The confusion over ‘me’ continues in the second stanza and by the third line is so acute that we are not sure of the self-referential ‘I’ itself.  This uncertainty and lack of an understanding of the self is an integral part of the experience of death.  We can only conceive of ourselves as living beings and have no point of reference for an existence beyond death, the very fact that we call such an idea “life after death” underscores this proposition.  By placing himself (and the poem) beyond the event of death, Donne has created a barrier between the reader and the poet/poem.  The dead speak to us, and we must listen, if only because this event itself is so unique. Within the world of the poem the keen awareness our initial fascination leads to (absorbing us) is put to good effect as we face one fantastic proposition after another.

For his art did express

A quintessence even from nothingness,

From dull privations and lean emptiness.

He ruined me, and I am re-begot

Of absence, darkness, death: things which are not.

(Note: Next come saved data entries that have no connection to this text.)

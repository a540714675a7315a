//! Weekly meal planning — assign recipes to date + meal-slot cells.
//!
//! The plan is stored sparsely: only cells with content have rows. Weeks
//! start on Monday and contain four slots per day; `get_week` always returns
//! the full 7 x 4 grid so a renderer can address every cell.

use chrono::{Datelike, Duration, Local, NaiveDate};
use diesel::prelude::*;
use serde::Serialize;
use utoipa::ToSchema;

use crate::error::CoreResult;
use crate::models::{MealPlanEntry, NewMealPlanEntry, PlannedMeal};
use crate::schema::{meal_plan, recipes};

pub const MEAL_SLOTS: [&str; 4] = ["Breakfast", "Lunch", "Dinner", "Snack"];

/// One cell of the week grid; `meal` is None for empty cells.
#[derive(Debug, Clone, PartialEq, Serialize, ToSchema)]
pub struct SlotCell {
    pub slot: String,
    pub meal: Option<PlannedMeal>,
}

/// One day of the week grid with a cell for every slot.
#[derive(Debug, Clone, PartialEq, Serialize, ToSchema)]
pub struct DayPlan {
    pub date: NaiveDate,
    pub slots: Vec<SlotCell>,
}

/// The Monday on or before `for_date` (today when omitted).
pub fn week_start(for_date: Option<NaiveDate>) -> NaiveDate {
    let date = for_date.unwrap_or_else(|| Local::now().date_naive());
    date - Duration::days(i64::from(date.weekday().num_days_from_monday()))
}

/// All entries between `start` and `end` inclusive, recipe name joined in,
/// ordered by date then slot.
pub fn get_meals_in_range(
    conn: &mut SqliteConnection,
    start: NaiveDate,
    end: NaiveDate,
) -> CoreResult<Vec<PlannedMeal>> {
    let rows: Vec<(MealPlanEntry, Option<String>)> = meal_plan::table
        .left_join(recipes::table)
        .filter(meal_plan::date.ge(start))
        .filter(meal_plan::date.le(end))
        .order((meal_plan::date.asc(), meal_plan::meal_slot.asc()))
        .select((MealPlanEntry::as_select(), recipes::name.nullable()))
        .load(conn)?;
    Ok(rows
        .into_iter()
        .map(|(entry, recipe_name)| PlannedMeal::from_entry(entry, recipe_name))
        .collect())
}

/// The full week grid starting at `start`: 7 days, every slot present.
pub fn get_week(conn: &mut SqliteConnection, start: NaiveDate) -> CoreResult<Vec<DayPlan>> {
    let mut grid: Vec<DayPlan> = (0..7)
        .map(|offset| DayPlan {
            date: start + Duration::days(offset),
            slots: MEAL_SLOTS
                .iter()
                .map(|slot| SlotCell {
                    slot: (*slot).to_string(),
                    meal: None,
                })
                .collect(),
        })
        .collect();

    let meals = get_meals_in_range(conn, start, start + Duration::days(6))?;
    for meal in meals {
        if let Some(day) = grid.iter_mut().find(|day| day.date == meal.date) {
            if let Some(cell) = day.slots.iter_mut().find(|cell| cell.slot == meal.meal_slot) {
                cell.meal = Some(meal);
            }
        }
    }
    Ok(grid)
}

/// Insert, replace, or delete the entry for a (date, slot) cell.
///
/// An entry with no recipe but non-empty notes is kept as a manual meal
/// ("Leftovers", "Eat out"). No recipe and no notes deletes the cell.
pub fn set_meal(
    conn: &mut SqliteConnection,
    date: NaiveDate,
    slot: &str,
    recipe_id: Option<i32>,
    servings: i32,
    notes: Option<&str>,
) -> CoreResult<()> {
    let existing: Option<i32> = meal_plan::table
        .filter(meal_plan::date.eq(date))
        .filter(meal_plan::meal_slot.eq(slot))
        .select(meal_plan::id)
        .first(conn)
        .optional()?;

    let has_content = recipe_id.is_some() || notes.is_some_and(|n| !n.trim().is_empty());

    match (existing, has_content) {
        (Some(id), true) => {
            diesel::update(meal_plan::table.find(id))
                .set((
                    meal_plan::recipe_id.eq(recipe_id),
                    meal_plan::servings.eq(servings),
                    meal_plan::notes.eq(notes),
                ))
                .execute(conn)?;
        }
        (Some(id), false) => {
            diesel::delete(meal_plan::table.find(id)).execute(conn)?;
        }
        (None, true) => {
            diesel::insert_into(meal_plan::table)
                .values(NewMealPlanEntry {
                    date,
                    meal_slot: slot,
                    recipe_id,
                    servings,
                    notes,
                })
                .execute(conn)?;
        }
        (None, false) => {}
    }
    Ok(())
}

/// Remove the assignment for a (date, slot) cell. Clearing an empty cell is
/// a no-op.
pub fn clear_meal(conn: &mut SqliteConnection, date: NaiveDate, slot: &str) -> CoreResult<()> {
    set_meal(conn, date, slot, None, 1, None)
}

#[cfg(test)]
mod tests {
    use super::*;
    use crate::db::connect_in_memory;
    use crate::models::RecipeInput;

    fn date(s: &str) -> NaiveDate {
        s.parse().unwrap()
    }

    fn seed_recipe(conn: &mut SqliteConnection, name: &str) -> i32 {
        crate::recipes::add(
            conn,
            &RecipeInput {
                name: name.to_string(),
                description: None,
                servings: 4,
                prep_time: None,
                cook_time: None,
                instructions: None,
                source_url: None,
                tags: None,
                rating: None,
                ingredients: vec![],
            },
        )
        .unwrap()
    }

    #[test]
    fn week_start_aligns_to_monday() {
        // 2026-03-02 is a Monday.
        assert_eq!(week_start(Some(date("2026-03-02"))), date("2026-03-02"));
        assert_eq!(week_start(Some(date("2026-03-04"))), date("2026-03-02"));
        assert_eq!(week_start(Some(date("2026-03-08"))), date("2026-03-02"));
    }

    #[test]
    fn week_grid_has_every_cell() {
        let mut conn = connect_in_memory();
        let grid = get_week(&mut conn, date("2026-03-02")).unwrap();
        assert_eq!(grid.len(), 7);
        for day in &grid {
            assert_eq!(day.slots.len(), MEAL_SLOTS.len());
            assert!(day.slots.iter().all(|cell| cell.meal.is_none()));
        }
        assert_eq!(grid[0].date, date("2026-03-02"));
        assert_eq!(grid[6].date, date("2026-03-08"));
    }

    #[test]
    fn set_meal_replaces_existing_cell() {
        let mut conn = connect_in_memory();
        let soup = seed_recipe(&mut conn, "Soup");
        let tacos = seed_recipe(&mut conn, "Tacos");
        let monday = date("2026-03-02");

        set_meal(&mut conn, monday, "Dinner", Some(soup), 4, None).unwrap();
        set_meal(&mut conn, monday, "Dinner", Some(tacos), 2, Some("spicy")).unwrap();

        let meals = get_meals_in_range(&mut conn, monday, monday).unwrap();
        assert_eq!(meals.len(), 1);
        assert_eq!(meals[0].recipe_id, Some(tacos));
        assert_eq!(meals[0].servings, 2);
        assert_eq!(meals[0].recipe_name.as_deref(), Some("Tacos"));
    }

    #[test]
    fn notes_only_entry_is_kept_as_manual_meal() {
        let mut conn = connect_in_memory();
        let monday = date("2026-03-02");
        set_meal(&mut conn, monday, "Lunch", None, 1, Some("Leftovers")).unwrap();

        let meals = get_meals_in_range(&mut conn, monday, monday).unwrap();
        assert_eq!(meals.len(), 1);
        assert_eq!(meals[0].recipe_id, None);
        assert_eq!(meals[0].notes.as_deref(), Some("Leftovers"));
    }

    #[test]
    fn clear_meal_deletes_and_is_noop_when_empty() {
        let mut conn = connect_in_memory();
        let soup = seed_recipe(&mut conn, "Soup");
        let monday = date("2026-03-02");

        set_meal(&mut conn, monday, "Dinner", Some(soup), 4, None).unwrap();
        clear_meal(&mut conn, monday, "Dinner").unwrap();
        assert!(get_meals_in_range(&mut conn, monday, monday)
            .unwrap()
            .is_empty());

        // Clearing again must not error.
        clear_meal(&mut conn, monday, "Dinner").unwrap();
    }

    #[test]
    fn deleting_recipe_nulls_reference_but_keeps_row() {
        let mut conn = connect_in_memory();
        let soup = seed_recipe(&mut conn, "Soup");
        let monday = date("2026-03-02");
        set_meal(&mut conn, monday, "Dinner", Some(soup), 4, Some("double batch")).unwrap();

        crate::recipes::delete(&mut conn, soup).unwrap();

        let meals = get_meals_in_range(&mut conn, monday, monday).unwrap();
        assert_eq!(meals.len(), 1);
        assert_eq!(meals[0].recipe_id, None);
        assert_eq!(meals[0].notes.as_deref(), Some("double batch"));
    }
}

Even from a poet whose poems are truly fabulous, this would appear to be a little too much.  Yet this is not the only time Donne will ever use such a metaphor.  In this poem it is love who “wrought new alchemy”, in the 14th divine sonnet it will be God.  Or is it truly God even in the 14th sonnet?  And is it Donne or the poem that is being re-fashioned, wrought or re-begot here?  Is it the reader, the poet or God who brings about this re-begetting, a flowering of life. Neither of these questions have certain answers, and in Donne’s work they can be answered in different ways.  To tackle the question of the agent of rebirth, we must consider the possible candidates, a divine force, the reader or the poet.  If the poem is the object that arises from nothingness, the agent would have to be either the reader or the poet both of whom give life to a dead thing, the poet in writing the epitaph for a dead love and the reader for breathing life into the poem, an epitaph that requires a reader to interpret it.  The conventional reading would assign this role to either a divinity or love itself (perhaps even a God of Love, but Donne avoids classical allusions wherever possible).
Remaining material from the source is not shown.